Dans une salle d'exposition, les aquarelles et les huiles du peintre Samuel Godwin sont célébrées en sa présence. Un sourire de façade, une amabilité un peu forcée, il répond aux louanges des uns et des autres, s'astreignant à commenter et à objecter les interprétations personnelles des visiteurs.
"- Accordez-moi votre attention avant d'être pris d'assaut ! Je suis si curieuse… Dites-moi…"
Tous des poulpes, à le tirailler par la manche, à droite, à gauche…
"- La Sauvageonne. Elle m'intrigue beaucoup. Qui est-ce ?"
Samuel se retourne vers son tableau, il est absorbé par lui. Il pense…

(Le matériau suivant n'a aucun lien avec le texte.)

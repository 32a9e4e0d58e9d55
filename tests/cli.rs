//! Basic flag parsing tests.

use clap::{CommandFactory, Parser, error::ErrorKind};
use std::{path::PathBuf, process::Command, time::Duration};
use stratum_ping::{
    cli::{Args, DEFAULT_LOGIN},
    error::TargetError,
    session::{AddressFamily, ProbeSession, Transport},
};

#[test]
fn parse_defaults() {
    let a = Args::parse_from(["stratum-ping", "eth.2miners.com:2020"]);
    assert_eq!(a.target.as_deref(), Some("eth.2miners.com:2020"));
    assert_eq!(a.login, DEFAULT_LOGIN);
    assert_eq!(a.pass, "x");
    assert_eq!(a.count, 5);
    assert!(!a.ipv6);
    assert_eq!(a.stratum_type, "stratum2");
    assert!(!a.tls);
    assert_eq!(a.input, None);

    let s = a.settings();
    assert_eq!(s.family, AddressFamily::V4);
    assert_eq!(s.timings.read, Duration::from_secs(10));
    assert_eq!(s.timings.write, Duration::from_secs(10));
    assert_eq!(s.timings.interval, Duration::from_secs(1));
}

#[test]
fn short_flags() {
    let a = Args::parse_from([
        "stratum-ping", "-u", "wallet.rig", "-p", "secret", "-c", "3", "-6", "-t", "stratum1",
        "pool:4444",
    ]);
    assert_eq!(a.login, "wallet.rig");
    assert_eq!(a.pass, "secret");
    assert_eq!(a.count, 3);
    assert!(a.ipv6);
    assert_eq!(a.stratum_type, "stratum1");
    assert_eq!(a.settings().family, AddressFamily::V6);
}

#[test]
fn tls_flag() {
    let a = Args::parse_from(["stratum-ping", "pool:443", "--tls"]);
    assert!(a.tls);
}

#[test]
fn input_file_without_target() {
    let a = Args::parse_from(["stratum-ping", "-i", "pools.txt"]);
    assert_eq!(a.input, Some(PathBuf::from("pools.txt")));
    assert_eq!(a.target, None);
}

#[test]
fn bad_count_reaches_session_validation() {
    for count in ["0", "-1", "20001"] {
        let a = Args::parse_from(["stratum-ping", "pool:4444", "-c", count]);
        let err = ProbeSession::new("pool:4444", &a.settings(), Transport::Tcp).unwrap_err();
        assert_eq!(err, TargetError::InvalidCount, "{count}");
    }
}

#[test]
fn unknown_type_reaches_session_validation() {
    let a = Args::parse_from(["stratum-ping", "pool:4444", "-t", "ftp"]);
    let err = ProbeSession::new("pool:4444", &a.settings(), Transport::Tcp).unwrap_err();
    assert_eq!(err, TargetError::InvalidProtocol);
}

#[test]
fn timeout_applies_to_every_deadline() {
    let a = Args::parse_from(["stratum-ping", "pool:4444", "--timeout-ms", "250"]);
    let t = a.settings().timings;
    assert_eq!(t.connect, Duration::from_millis(250));
    assert_eq!(t.write, Duration::from_millis(250));
    assert_eq!(t.read, Duration::from_millis(250));
}

#[test]
fn reject_zero_timeout() {
    let err = Args::try_parse_from(["stratum-ping", "pool:4444", "--timeout-ms", "0"]).unwrap_err();
    assert_eq!(err.kind(), ErrorKind::ValueValidation);
}

#[test]
fn help_points_single_dash_tls_to_long_flag() {
    let help = Args::command().render_long_help().to_string();
    assert!(help.contains("`--tls`"));
}

#[test]
fn unreadable_input_file_fails_with_readable_error() {
    let out = Command::new(env!("CARGO_BIN_EXE_stratum-ping"))
        .args(["-i", "/nonexistent/stratum-ping-pools.txt"])
        .output()
        .unwrap();
    assert!(!out.status.success());

    let stderr = String::from_utf8_lossy(&out.stderr);
    assert!(stderr.contains("cannot open input file"), "{stderr}");
    assert!(!stderr.contains("Other("), "{stderr}");
}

" A l'autre bout de la galerie, dans son cadre d'ébène, ma Sauvageonne m'observe. Son expression est gravée dans la cire brûlante de mes pensées, c'est mon pinceau qui a formé chaque nuance de ses traits, et pourtant je ne puis la regarder sans éprouver à chaque fois une nouvelle morsure de chagrin. Sur ses épaules tombent ces cheveux dont j'ai pris tant de plaisir à reproduire les reflets extraordinairement riches – couleur de châtaigne fraîche offerte à la lumière dans sa bogue encore entrouverte, de feuilles de hêtre jonchant la neige, de piécette patinée par le temps, d'aile de faucon. Ses yeux, ni vraiment verts ni vraiment bleus, s'accrochent aux miens avec une expression jubilatoire qui semble un appel. Voilà pourquoi je l'ai peinte : pour retenir à jamais cet instant, et les promesses qu'il contenait."
Se retournant vers l'inquisitrice…
" Elle est elle-même… Quelqu'un que j'ai connu il y a de longues années."

Juin 1898, Fourwinds

Samuel Godwin se retrouve face à la grille d'une propriété ; Fourwinds. La nuit est sombre et les arbres sont des tentacules menaçants. le portail en s'ouvrant prononce un grincement oxydé.
Jeune étudiant en peinture, d'une famille devenue modeste suite au décès du patriarche, il doit subvenir à ses besoins en travaillant. Dans cette demeure, il aura la tâche d'apprendre le dessin et la peinture aux deux filles de son nouvel employeur Monsieur Ernest Farrow, un veuf très fortuné, séduit par le talent prometteur du jeune homme.
La première rencontre avec l'une d'elles est violente. Dans l'obscurité, il perçoit un cri d'horreur qui le glace. Essayant de se maîtriser, il avance lorsqu'un corps le percute.
C'est une silhouette vêtue d'une cape qui s'accroche à lui brutalement et lui demande de l'aide d'une voix apeurée et hystérique.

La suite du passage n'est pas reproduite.